The Fred B. Lambert Papers, the West Virginia Educational Directory, and the Annual Report of the General Superintendent of Public Schools provides the following information regarding Harts area teachers in Lincoln County for 1871 to 1883:

Lincoln County, 1871

Elias Adkins, 4 certificate

Philip Hager, 4 certificate

Caleb Headlee, no grade on certificate

Thomas P. Moore, 4 certificate

Isaac Nelson, 5 certificate

V.B. Prince, 4 certificate

Henry Spears, 4 certificate

Lincoln County, 1872

Cannan Adkins, 4 or 5 certificate (varies by source)
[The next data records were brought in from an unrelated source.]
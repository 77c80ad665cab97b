//! Cardinal direction vocabulary and the trailing-qualifier classifier.

use serde::{Deserialize, Serialize};

/// One of the four fixed cardinal directions used as a rider-facing
/// destination label on crosstown routes.
#[derive(Debug, Clone, Copy, PartialEq, Eq, Hash, Serialize, Deserialize)]
pub enum Cardinal {
    North,
    South,
    East,
    West,
}

impl Cardinal {
    /// The display form of the direction.
    pub fn label(self) -> &'static str {
        match self {
            Cardinal::North => "North",
            Cardinal::South => "South",
            Cardinal::East => "East",
            Cardinal::West => "West",
        }
    }
}

/// Suffix phrases the feed embeds in directional headsigns, e.g.
/// "Downtown - North".
const DIRECTION_SUFFIXES: &[(&str, Cardinal)] = &[
    (" - north", Cardinal::North),
    (" - south", Cardinal::South),
    (" - east", Cardinal::East),
    (" - west", Cardinal::West),
];

/// Infers a cardinal direction from a headsign's trailing qualifier.
///
/// Returns `None` when no suffix matches; that is "no classification
/// available", not an error.
pub fn classify(headsign: &str) -> Option<Cardinal> {
    let lowered = headsign.trim_end().to_lowercase();
    DIRECTION_SUFFIXES
        .iter()
        .find(|(suffix, _)| lowered.ends_with(suffix))
        .map(|&(_, cardinal)| cardinal)
}

#[cfg(test)]
mod tests {
    use super::*;

    #[test]
    fn classifies_trailing_qualifiers() {
        assert_eq!(classify("Downtown - North"), Some(Cardinal::North));
        assert_eq!(classify("downtown - SOUTH  "), Some(Cardinal::South));
        assert_eq!(classify("City Centre - east"), Some(Cardinal::East));
        assert_eq!(classify("Bowness - West"), Some(Cardinal::West));
    }

    #[test]
    fn non_directional_headsigns_are_unclassified() {
        assert_eq!(classify("Downtown"), None);
        assert_eq!(classify("Northmount"), None);
        assert_eq!(classify(""), None);
    }
}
Elizabeth Elkin, 3 certificate

W.T. Fowler, 5 certificate

J.W. Gartin, 5 certificate

Philip Hager, 3 certificate

Stephen Lambert, 3, 4, or 5 certificate (varies by source)

Elisha W. Vance, 5 certificate

NOTE: This year, two log school houses were “neatly and substantially gotten” up in Harts Creek District.

Lincoln County, 1873

T.H. Buckley, 1 certificate

Elizabeth Elkin, 2 certificate

John Neace, 4 certificate

Lincoln County, 1877-1878

Belle Adkins, 3 certificate

Canaan Adkins, 2 certificate

Thomas H. Buckley, 2 certificate

Alice Chapman, 2 certificate

Almeda Chapman, 2 certificate

Alice Dingess, 1 certificate

John Gore, 2 or 3 certificate (varies by source)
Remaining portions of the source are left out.